Task description: In the records below, find the line that contains "pub const fn", then transcribe it and every later line exactly, stopping at the final line.

Dataset:
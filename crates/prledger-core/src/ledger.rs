use std::path::{Path, PathBuf};
use std::time::Duration;

use crate::error::LedgerError;
use crate::lock::LedgerLock;
use crate::model::{PrRecord, RecordId};
use crate::store::LedgerStore;

/// One read-modify-write cycle over the ledger file.
///
/// Opening takes the exclusive ledger lock and loads the document. Nothing
/// reaches the disk until [`LedgerFile::commit`]; dropping the value without
/// committing leaves the file exactly as it was.
#[derive(Debug)]
pub struct LedgerFile {
    path: PathBuf,
    store: LedgerStore,
    _lock: LedgerLock,
}

impl LedgerFile {
    /// Lock and load the ledger at `path`.
    ///
    /// # Errors
    ///
    /// Returns [`LedgerError::Lock`] if the lock cannot be taken within
    /// `lock_timeout`, or a store error if the document cannot be loaded.
    pub fn open(path: &Path, lock_timeout: Duration) -> Result<Self, LedgerError> {
        let lock = LedgerLock::acquire(&LedgerLock::path_for(path), lock_timeout)?;
        let store = LedgerStore::load(path)?;
        Ok(Self {
            path: path.to_path_buf(),
            store,
            _lock: lock,
        })
    }

    #[must_use]
    pub const fn store(&self) -> &LedgerStore {
        &self.store
    }

    #[must_use]
    pub fn path(&self) -> &Path {
        &self.path
    }

    /// Insert `record` under `id` and rewrite the whole document.
    ///
    /// # Errors
    ///
    /// Returns [`LedgerError::StoreWrite`] if the document cannot be written;
    /// the previous file is then left in place.
    pub fn commit(mut self, id: RecordId, record: PrRecord) -> Result<LedgerStore, LedgerError> {
        self.store.upsert(id, record);
        self.store.save(&self.path)?;
        Ok(self.store)
    }
}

Your solution:
    pub const fn store(&self) -> &LedgerStore {
        &self.store
    }

    #[must_use]
    pub fn path(&self) -> &Path {
        &self.path
    }

    /// Insert `record` under `id` and rewrite the whole document.
    ///
    /// # Errors
    ///
    /// Returns [`LedgerError::StoreWrite`] if the document cannot be written;
    /// the previous file is then left in place.
    pub fn commit(mut self, id: RecordId, record: PrRecord) -> Result<LedgerStore, LedgerError> {
        self.store.upsert(id, record);
        self.store.save(&self.path)?;
        Ok(self.store)
    }
}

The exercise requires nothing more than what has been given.